## WHAT TO WORK ON
Among the entries below, find the line with "1, 960, 40));", then quote it and each following line up to and including the line with "let rasterizer = FakeRasterizer::with_page_heights(&[1000]);", and nothing else.
===
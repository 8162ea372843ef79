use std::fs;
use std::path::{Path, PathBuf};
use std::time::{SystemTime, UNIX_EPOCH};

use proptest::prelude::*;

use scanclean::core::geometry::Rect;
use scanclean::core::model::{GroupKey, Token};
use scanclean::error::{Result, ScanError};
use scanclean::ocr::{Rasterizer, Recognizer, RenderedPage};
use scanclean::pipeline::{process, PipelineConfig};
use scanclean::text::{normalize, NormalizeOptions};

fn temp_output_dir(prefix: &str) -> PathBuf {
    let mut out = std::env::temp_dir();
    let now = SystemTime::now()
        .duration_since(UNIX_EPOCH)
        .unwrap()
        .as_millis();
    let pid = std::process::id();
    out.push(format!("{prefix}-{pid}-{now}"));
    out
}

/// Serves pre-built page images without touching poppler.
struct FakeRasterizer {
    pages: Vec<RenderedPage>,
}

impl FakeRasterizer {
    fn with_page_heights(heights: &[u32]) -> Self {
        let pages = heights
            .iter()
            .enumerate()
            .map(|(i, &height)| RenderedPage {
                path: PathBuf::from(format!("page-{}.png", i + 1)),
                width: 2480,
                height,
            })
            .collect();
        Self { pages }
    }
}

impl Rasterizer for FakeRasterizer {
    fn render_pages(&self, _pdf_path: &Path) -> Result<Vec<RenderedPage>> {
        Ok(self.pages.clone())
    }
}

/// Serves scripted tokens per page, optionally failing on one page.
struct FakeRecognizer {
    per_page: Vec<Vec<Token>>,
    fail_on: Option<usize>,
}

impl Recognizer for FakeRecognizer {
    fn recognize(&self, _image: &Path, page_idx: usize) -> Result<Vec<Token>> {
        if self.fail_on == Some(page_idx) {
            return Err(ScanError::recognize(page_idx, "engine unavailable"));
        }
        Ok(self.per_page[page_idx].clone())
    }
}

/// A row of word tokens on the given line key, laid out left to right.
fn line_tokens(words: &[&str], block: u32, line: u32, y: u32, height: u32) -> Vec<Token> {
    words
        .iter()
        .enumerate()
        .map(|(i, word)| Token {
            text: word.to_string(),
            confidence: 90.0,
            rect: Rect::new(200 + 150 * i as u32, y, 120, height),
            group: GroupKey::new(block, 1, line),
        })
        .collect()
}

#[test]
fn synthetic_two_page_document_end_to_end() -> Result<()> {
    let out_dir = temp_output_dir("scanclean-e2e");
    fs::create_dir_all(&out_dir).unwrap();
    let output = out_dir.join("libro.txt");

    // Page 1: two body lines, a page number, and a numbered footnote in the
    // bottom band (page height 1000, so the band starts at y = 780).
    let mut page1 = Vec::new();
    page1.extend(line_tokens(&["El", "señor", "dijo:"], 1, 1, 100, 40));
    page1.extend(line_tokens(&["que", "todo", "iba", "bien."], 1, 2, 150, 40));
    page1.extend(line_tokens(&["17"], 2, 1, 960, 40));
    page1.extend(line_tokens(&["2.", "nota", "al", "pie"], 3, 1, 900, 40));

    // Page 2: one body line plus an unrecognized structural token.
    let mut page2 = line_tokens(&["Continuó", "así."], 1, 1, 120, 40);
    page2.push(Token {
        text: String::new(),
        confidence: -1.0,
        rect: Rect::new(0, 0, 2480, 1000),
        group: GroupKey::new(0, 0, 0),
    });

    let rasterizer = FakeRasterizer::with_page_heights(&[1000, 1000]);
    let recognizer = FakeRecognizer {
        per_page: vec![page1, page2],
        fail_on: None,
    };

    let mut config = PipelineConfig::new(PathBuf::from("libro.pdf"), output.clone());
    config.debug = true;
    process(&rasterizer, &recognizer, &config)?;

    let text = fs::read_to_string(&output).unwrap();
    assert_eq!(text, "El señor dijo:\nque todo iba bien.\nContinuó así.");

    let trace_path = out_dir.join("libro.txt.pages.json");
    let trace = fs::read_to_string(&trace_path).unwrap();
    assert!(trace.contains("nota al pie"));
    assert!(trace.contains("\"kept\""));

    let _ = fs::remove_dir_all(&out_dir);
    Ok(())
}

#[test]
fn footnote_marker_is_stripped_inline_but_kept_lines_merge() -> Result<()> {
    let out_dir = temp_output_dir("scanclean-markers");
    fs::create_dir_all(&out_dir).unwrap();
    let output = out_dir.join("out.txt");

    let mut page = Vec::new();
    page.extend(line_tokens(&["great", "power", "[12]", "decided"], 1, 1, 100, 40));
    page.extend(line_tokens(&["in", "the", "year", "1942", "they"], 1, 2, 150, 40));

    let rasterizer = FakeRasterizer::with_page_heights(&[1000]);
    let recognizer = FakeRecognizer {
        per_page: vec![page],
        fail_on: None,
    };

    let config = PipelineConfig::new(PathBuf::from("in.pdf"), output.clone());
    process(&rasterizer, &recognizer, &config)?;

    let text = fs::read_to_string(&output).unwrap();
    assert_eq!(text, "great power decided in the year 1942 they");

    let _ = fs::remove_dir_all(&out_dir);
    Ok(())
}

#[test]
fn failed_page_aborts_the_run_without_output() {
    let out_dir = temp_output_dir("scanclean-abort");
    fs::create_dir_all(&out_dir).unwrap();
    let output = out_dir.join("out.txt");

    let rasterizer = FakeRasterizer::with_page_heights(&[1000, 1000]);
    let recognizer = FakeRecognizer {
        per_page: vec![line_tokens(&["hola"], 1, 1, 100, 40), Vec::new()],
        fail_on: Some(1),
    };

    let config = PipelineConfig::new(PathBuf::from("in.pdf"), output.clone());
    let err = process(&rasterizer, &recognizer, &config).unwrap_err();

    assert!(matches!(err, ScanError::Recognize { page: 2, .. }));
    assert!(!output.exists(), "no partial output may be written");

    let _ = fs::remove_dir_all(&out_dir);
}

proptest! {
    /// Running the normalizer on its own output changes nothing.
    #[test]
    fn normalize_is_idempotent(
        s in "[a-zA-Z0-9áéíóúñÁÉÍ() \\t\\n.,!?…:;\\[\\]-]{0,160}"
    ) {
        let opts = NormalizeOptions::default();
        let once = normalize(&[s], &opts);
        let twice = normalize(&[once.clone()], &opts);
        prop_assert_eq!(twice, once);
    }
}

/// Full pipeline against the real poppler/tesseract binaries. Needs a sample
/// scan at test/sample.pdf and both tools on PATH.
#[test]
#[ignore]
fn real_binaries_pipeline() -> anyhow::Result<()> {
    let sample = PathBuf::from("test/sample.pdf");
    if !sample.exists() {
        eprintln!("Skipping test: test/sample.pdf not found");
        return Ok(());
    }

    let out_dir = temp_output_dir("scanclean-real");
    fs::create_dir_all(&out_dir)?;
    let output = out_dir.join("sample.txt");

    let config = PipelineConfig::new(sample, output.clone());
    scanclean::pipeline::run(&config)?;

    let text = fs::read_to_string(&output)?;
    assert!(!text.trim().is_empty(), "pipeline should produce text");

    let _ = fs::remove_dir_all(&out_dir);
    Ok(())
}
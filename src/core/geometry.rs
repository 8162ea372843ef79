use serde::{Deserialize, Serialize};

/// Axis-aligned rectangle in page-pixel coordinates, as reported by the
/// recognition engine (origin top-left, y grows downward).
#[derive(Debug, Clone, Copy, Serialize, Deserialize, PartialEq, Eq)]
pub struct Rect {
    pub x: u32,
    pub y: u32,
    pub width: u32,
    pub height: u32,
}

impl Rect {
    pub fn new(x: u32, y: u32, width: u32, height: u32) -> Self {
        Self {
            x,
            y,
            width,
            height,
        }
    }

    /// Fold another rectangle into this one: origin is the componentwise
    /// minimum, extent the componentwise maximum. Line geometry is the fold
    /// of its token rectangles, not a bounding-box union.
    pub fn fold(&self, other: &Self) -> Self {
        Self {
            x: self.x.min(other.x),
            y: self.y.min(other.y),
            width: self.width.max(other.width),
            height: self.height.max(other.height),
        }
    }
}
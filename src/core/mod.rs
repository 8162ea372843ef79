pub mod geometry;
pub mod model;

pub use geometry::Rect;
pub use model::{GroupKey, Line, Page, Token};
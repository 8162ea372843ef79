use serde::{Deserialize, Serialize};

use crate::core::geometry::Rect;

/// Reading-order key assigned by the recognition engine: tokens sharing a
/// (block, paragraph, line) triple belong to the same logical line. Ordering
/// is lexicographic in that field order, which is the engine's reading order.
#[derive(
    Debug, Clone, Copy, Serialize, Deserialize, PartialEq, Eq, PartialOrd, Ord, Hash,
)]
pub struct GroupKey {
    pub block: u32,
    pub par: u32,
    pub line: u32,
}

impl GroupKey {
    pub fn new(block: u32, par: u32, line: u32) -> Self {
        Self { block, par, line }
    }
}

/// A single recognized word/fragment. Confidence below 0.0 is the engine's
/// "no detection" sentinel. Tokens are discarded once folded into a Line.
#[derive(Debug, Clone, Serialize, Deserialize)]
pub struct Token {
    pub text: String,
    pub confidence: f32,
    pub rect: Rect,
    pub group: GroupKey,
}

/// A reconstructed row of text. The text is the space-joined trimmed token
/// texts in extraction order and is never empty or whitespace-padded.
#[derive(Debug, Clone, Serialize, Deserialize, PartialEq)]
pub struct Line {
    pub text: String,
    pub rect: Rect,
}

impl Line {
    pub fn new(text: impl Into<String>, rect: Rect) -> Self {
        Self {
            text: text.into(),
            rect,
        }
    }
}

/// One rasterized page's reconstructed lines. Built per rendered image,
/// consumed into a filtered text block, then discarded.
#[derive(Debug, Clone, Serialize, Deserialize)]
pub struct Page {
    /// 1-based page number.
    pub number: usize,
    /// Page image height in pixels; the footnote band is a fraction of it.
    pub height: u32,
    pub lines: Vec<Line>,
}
===
## SOLUTION TO THE PROBLEM
    page1.extend(line_tokens(&["17"], 2, 1, 960, 40));
    page1.extend(line_tokens(&["2.", "nota", "al", "pie"], 3, 1, 900, 40));

    // Page 2: one body line plus an unrecognized structural token.
    let mut page2 = line_tokens(&["Continuó", "así."], 1, 1, 120, 40);
    page2.push(Token {
        text: String::new(),
        confidence: -1.0,
        rect: Rect::new(0, 0, 2480, 1000),
        group: GroupKey::new(0, 0, 0),
    });

    let rasterizer = FakeRasterizer::with_page_heights(&[1000, 1000]);
    let recognizer = FakeRecognizer {
        per_page: vec![page1, page2],
        fail_on: None,
    };

    let mut config = PipelineConfig::new(PathBuf::from("libro.pdf"), output.clone());
    config.debug = true;
    process(&rasterizer, &recognizer, &config)?;

    let text = fs::read_to_string(&output).unwrap();
    assert_eq!(text, "El señor dijo:\nque todo iba bien.\nContinuó así.");

    let trace_path = out_dir.join("libro.txt.pages.json");
    let trace = fs::read_to_string(&trace_path).unwrap();
    assert!(trace.contains("nota al pie"));
    assert!(trace.contains("\"kept\""));

    let _ = fs::remove_dir_all(&out_dir);
    Ok(())
}

#[test]
fn footnote_marker_is_stripped_inline_but_kept_lines_merge() -> Result<()> {
    let out_dir = temp_output_dir("scanclean-markers");
    fs::create_dir_all(&out_dir).unwrap();
    let output = out_dir.join("out.txt");

    let mut page = Vec::new();
    page.extend(line_tokens(&["great", "power", "[12]", "decided"], 1, 1, 100, 40));
    page.extend(line_tokens(&["in", "the", "year", "1942", "they"], 1, 2, 150, 40));

    let rasterizer = FakeRasterizer::with_page_heights(&[1000]);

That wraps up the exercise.